The respondent opposes Bastien's application for a writ of habeas corpus. He contends that Bastien's claims concerning the trial court's failure to suppress the post-arrest statement he made to the prosecution and the excessiveness of the sentence that was imposed upon him are procedurally barred from consideration through the instant application because Bastien waived his right to raise those claims on his direct appeal in the state court from the judgment of conviction. In addition, the respondent maintains that all of the claims raised by Bastien lack merit.
II. BACKGROUND
A New York County grand jury returned an indictment against Bastien and a codefendant through which Bastien was charged with first degree murder (one count), second degree murder (two counts), first degree robbery (six counts), second degree robbery (four counts), second degree criminal possession of a weapon (two counts), and second degree assault (one count).

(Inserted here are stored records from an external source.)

//! SQLite archive of terminal orders
//!
//! The active book lives in the snapshot file; orders leaving it after the
//! retention window are preserved here for history queries and metrics.

use crate::error::XBridgeError;
use crate::order::{Order, OrderState};
use chrono::Utc;
use serde::{Deserialize, Serialize};
use sqlx::sqlite::{SqliteConnectOptions, SqlitePool, SqlitePoolOptions};
use sqlx::{FromRow, Row};
use std::str::FromStr;

/// Database connection pool
#[derive(Clone)]
pub struct Database {
    pool: SqlitePool,
}

impl Database {
    pub async fn new(database_url: &str) -> Result<Self, XBridgeError> {
        let options = SqliteConnectOptions::from_str(database_url)
            .map_err(|e| XBridgeError::Database(e.to_string()))?
            .create_if_missing(true);

        let pool = SqlitePoolOptions::new()
            .max_connections(5)
            .connect_with(options)
            .await
            .map_err(|e| XBridgeError::Database(e.to_string()))?;

        Ok(Self { pool })
    }

    pub async fn migrate(&self) -> Result<(), XBridgeError> {
        sqlx::migrate!("./migrations")
            .run(&self.pool)
            .await
            .map_err(|e| XBridgeError::Database(format!("Migration failed: {}", e)))?;
        Ok(())
    }

    pub fn pool(&self) -> &SqlitePool {
        &self.pool
    }
}

// Order archive repository
impl Database {
    /// Insert or refresh an archived order.
    pub async fn archive_order(&self, record: &OrderRecord) -> Result<(), XBridgeError> {
        sqlx::query(
            r#"
            INSERT OR REPLACE INTO orders (
                id, maker_pubkey, taker_pubkey, from_currency, from_amount,
                to_currency, to_amount, state, reason, secret_hash,
                maker_lock_time, taker_lock_time,
                maker_deposit_txid, taker_deposit_txid,
                taker_claim_txid, maker_claim_txid,
                maker_refund_txid, taker_refund_txid,
                created_at, updated_at, archived_at
            ) VALUES (?, ?, ?, ?, ?, ?, ?, ?, ?, ?, ?, ?, ?, ?, ?, ?, ?, ?, ?, ?, ?)
            "#,
        )
        .bind(&record.id)
        .bind(&record.maker_pubkey)
        .bind(&record.taker_pubkey)
        .bind(&record.from_currency)
        .bind(record.from_amount)
        .bind(&record.to_currency)
        .bind(record.to_amount)
        .bind(&record.state)
        .bind(&record.reason)
        .bind(&record.secret_hash)
        .bind(record.maker_lock_time)
        .bind(record.taker_lock_time)
        .bind(&record.maker_deposit_txid)
        .bind(&record.taker_deposit_txid)
        .bind(&record.taker_claim_txid)
        .bind(&record.maker_claim_txid)
        .bind(&record.maker_refund_txid)
        .bind(&record.taker_refund_txid)
        .bind(&record.created_at)
        .bind(&record.updated_at)
        .bind(&record.archived_at)
        .execute(&self.pool)
        .await
        .map_err(|e| XBridgeError::Database(e.to_string()))?;

        Ok(())
    }

    pub async fn get_order(&self, id: &str) -> Result<Option<OrderRecord>, XBridgeError> {
        let result = sqlx::query_as::<_, OrderRecord>(
            r#"
            SELECT id, maker_pubkey, taker_pubkey, from_currency, from_amount,
                   to_currency, to_amount, state, reason, secret_hash,
                   maker_lock_time, taker_lock_time,
                   maker_deposit_txid, taker_deposit_txid,
                   taker_claim_txid, maker_claim_txid,
                   maker_refund_txid, taker_refund_txid,
                   created_at, updated_at, archived_at
            FROM orders
            WHERE id = ?
            "#,
        )
        .bind(id)
        .fetch_optional(&self.pool)
        .await
        .map_err(|e| XBridgeError::Database(e.to_string()))?;

        Ok(result)
    }

    /// List archived orders, newest first, optionally filtered by state.
    pub async fn list_orders(
        &self,
        state: Option<OrderState>,
        limit: i64,
    ) -> Result<Vec<OrderRecord>, XBridgeError> {
        let query = if let Some(state) = state {
            sqlx::query_as::<_, OrderRecord>(
                r#"
                SELECT id, maker_pubkey, taker_pubkey, from_currency, from_amount,
                       to_currency, to_amount, state, reason, secret_hash,
                       maker_lock_time, taker_lock_time,
                       maker_deposit_txid, taker_deposit_txid,
                       taker_claim_txid, maker_claim_txid,
                       maker_refund_txid, taker_refund_txid,
                       created_at, updated_at, archived_at
                FROM orders
                WHERE state = ?
                ORDER BY created_at DESC
                LIMIT ?
                "#,
            )
            .bind(state.to_string())
            .bind(limit)
        } else {
            sqlx::query_as::<_, OrderRecord>(
                r#"
                SELECT id, maker_pubkey, taker_pubkey, from_currency, from_amount,
                       to_currency, to_amount, state, reason, secret_hash,
                       maker_lock_time, taker_lock_time,
                       maker_deposit_txid, taker_deposit_txid,
                       taker_claim_txid, maker_claim_txid,
                       maker_refund_txid, taker_refund_txid,
                       created_at, updated_at, archived_at
                FROM orders
                ORDER BY created_at DESC
                LIMIT ?
                "#,
            )
            .bind(limit)
        };

        let orders = query
            .fetch_all(&self.pool)
            .await
            .map_err(|e| XBridgeError::Database(e.to_string()))?;

        Ok(orders)
    }

    /// Counts and volume by state, for the metrics surface.
    pub async fn stats(&self) -> Result<ArchiveStats, XBridgeError> {
        let rows = sqlx::query(
            r#"
            SELECT state, COUNT(*) AS orders, COALESCE(SUM(from_amount), 0) AS volume
            FROM orders
            GROUP BY state
            "#,
        )
        .fetch_all(&self.pool)
        .await
        .map_err(|e| XBridgeError::Database(e.to_string()))?;

        let mut stats = ArchiveStats::default();
        for row in rows {
            let state: String = row
                .try_get("state")
                .map_err(|e| XBridgeError::Database(e.to_string()))?;
            let orders: i64 = row
                .try_get("orders")
                .map_err(|e| XBridgeError::Database(e.to_string()))?;
            let volume: i64 = row
                .try_get("volume")
                .map_err(|e| XBridgeError::Database(e.to_string()))?;

            stats.total += orders as u64;
            match state.as_str() {
                "finished" => {
                    stats.finished = orders as u64;
                    stats.finished_volume = volume as u64;
                }
                "rolled_back" => stats.rolled_back = orders as u64,
                "cancelled" => stats.cancelled = orders as u64,
                _ => {}
            }
        }
        Ok(stats)
    }
}

#[derive(Debug, Clone, Default, Serialize, Deserialize)]
pub struct ArchiveStats {
    pub total: u64,
    pub finished: u64,
    pub rolled_back: u64,
    pub cancelled: u64,
    pub finished_volume: u64,
}

// Database models
#[derive(Debug, Clone, Serialize, Deserialize)]
pub struct OrderRecord {
    pub id: String,
    pub maker_pubkey: String,
    pub taker_pubkey: String,
    pub from_currency: String,
    pub from_amount: i64,
    pub to_currency: String,
    pub to_amount: i64,
    pub state: String,
    pub reason: Option<String>,
    pub secret_hash: Option<String>,
    pub maker_lock_time: i64,
    pub taker_lock_time: i64,
    pub maker_deposit_txid: Option<String>,
    pub taker_deposit_txid: Option<String>,
    pub taker_claim_txid: Option<String>,
    pub maker_claim_txid: Option<String>,
    pub maker_refund_txid: Option<String>,
    pub taker_refund_txid: Option<String>,
    pub created_at: String,
    pub updated_at: String,
    pub archived_at: String,
}

impl From<&Order> for OrderRecord {
    fn from(order: &Order) -> Self {
        Self {
            id: order.id.to_string(),
            maker_pubkey: hex::encode(&order.maker_pubkey),
            taker_pubkey: hex::encode(&order.taker_pubkey),
            from_currency: order.from_symbol.clone(),
            from_amount: order.from_amount as i64,
            to_currency: order.to_symbol.clone(),
            to_amount: order.to_amount as i64,
            state: order.state.to_string(),
            reason: order.reason.map(|r| r.to_string()),
            secret_hash: order.secret_hash.map(hex::encode),
            maker_lock_time: order.maker_lock_time as i64,
            taker_lock_time: order.taker_lock_time as i64,
            maker_deposit_txid: order.maker_deposit_txid.clone(),
            taker_deposit_txid: order.taker_deposit_txid.clone(),
            taker_claim_txid: order.taker_claim_txid.clone(),
            maker_claim_txid: order.maker_claim_txid.clone(),
            maker_refund_txid: order.maker_refund_txid.clone(),
            taker_refund_txid: order.taker_refund_txid.clone(),
            created_at: order.created_at.to_rfc3339(),
            updated_at: order.updated_at.to_rfc3339(),
            archived_at: Utc::now().to_rfc3339(),
        }
    }
}

// Manual FromRow implementation for OrderRecord
impl FromRow<'_, sqlx::sqlite::SqliteRow> for OrderRecord {
    fn from_row(row: &sqlx::sqlite::SqliteRow) -> sqlx::Result<Self> {
        Ok(OrderRecord {
            id: row.try_get("id")?,
            maker_pubkey: row.try_get("maker_pubkey")?,
            taker_pubkey: row.try_get("taker_pubkey")?,
            from_currency: row.try_get("from_currency")?,
            from_amount: row.try_get("from_amount")?,
            to_currency: row.try_get("to_currency")?,
            to_amount: row.try_get("to_amount")?,
            state: row.try_get("state")?,
            reason: row.try_get("reason")?,
            secret_hash: row.try_get("secret_hash")?,
            maker_lock_time: row.try_get("maker_lock_time")?,
            taker_lock_time: row.try_get("taker_lock_time")?,
            maker_deposit_txid: row.try_get("maker_deposit_txid")?,
            taker_deposit_txid: row.try_get("taker_deposit_txid")?,
            taker_claim_txid: row.try_get("taker_claim_txid")?,
            maker_claim_txid: row.try_get("maker_claim_txid")?,
            maker_refund_txid: row.try_get("maker_refund_txid")?,
            taker_refund_txid: row.try_get("taker_refund_txid")?,
            created_at: row.try_get("created_at")?,
            updated_at: row.try_get("updated_at")?,
            archived_at: row.try_get("archived_at")?,
        })
    }
}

Before proceeding to trial, Bastien underwent a psychiatric examination, pursuant to New York Criminal Procedure Law ("CPL") Article 730, to determine whether he was fit to proceed to trial. After the mental health professionals who examined Bastien reported their findings to the New York State Supreme Court, New York County, a justice of that court held a hearing to determine whether Bastien was competent to stand trial. At the conclusion of the hearing, the court determined to commit Bastien to the custody of the Commissioner of the New York State Office of Mental Health, having determined that Bastien was not competent to proceed to trial.
In due time, the state Commissioner of Mental Health's designee reported to the court that Bastien's condition had improved sufficiently such that he could proceed to trial. However, as pretrial hearings were about to commence, an application was made to the court by Bastien's trial counsel that Bastien be examined anew pursuant to CPL Article 730. The application was granted and Bastien was examined once again by two mental health professionals. They determined that Bastien was not fit to proceed to trial. The prosecution sought to controvert that finding and engaged a consulting psychiatrist to examine Bastien. That psychiatrist found evidence that Bastien was malingering and concluded that he was fit to proceed to trial. Thereafter, the trial judge conducted a hearing to determine whether Bastien was competent to proceed to trial. Based upon the record generated during that hearing, the trial court expressed the view that it was possible that Bastien was "malingering;" however, the court found that the prosecution had not established by the governing standard, "a preponderance of the evidence," Bastien's competency to proceed to trial. Therefore, Bastien was again committed to the custody of the state Commissioner of Mental Health.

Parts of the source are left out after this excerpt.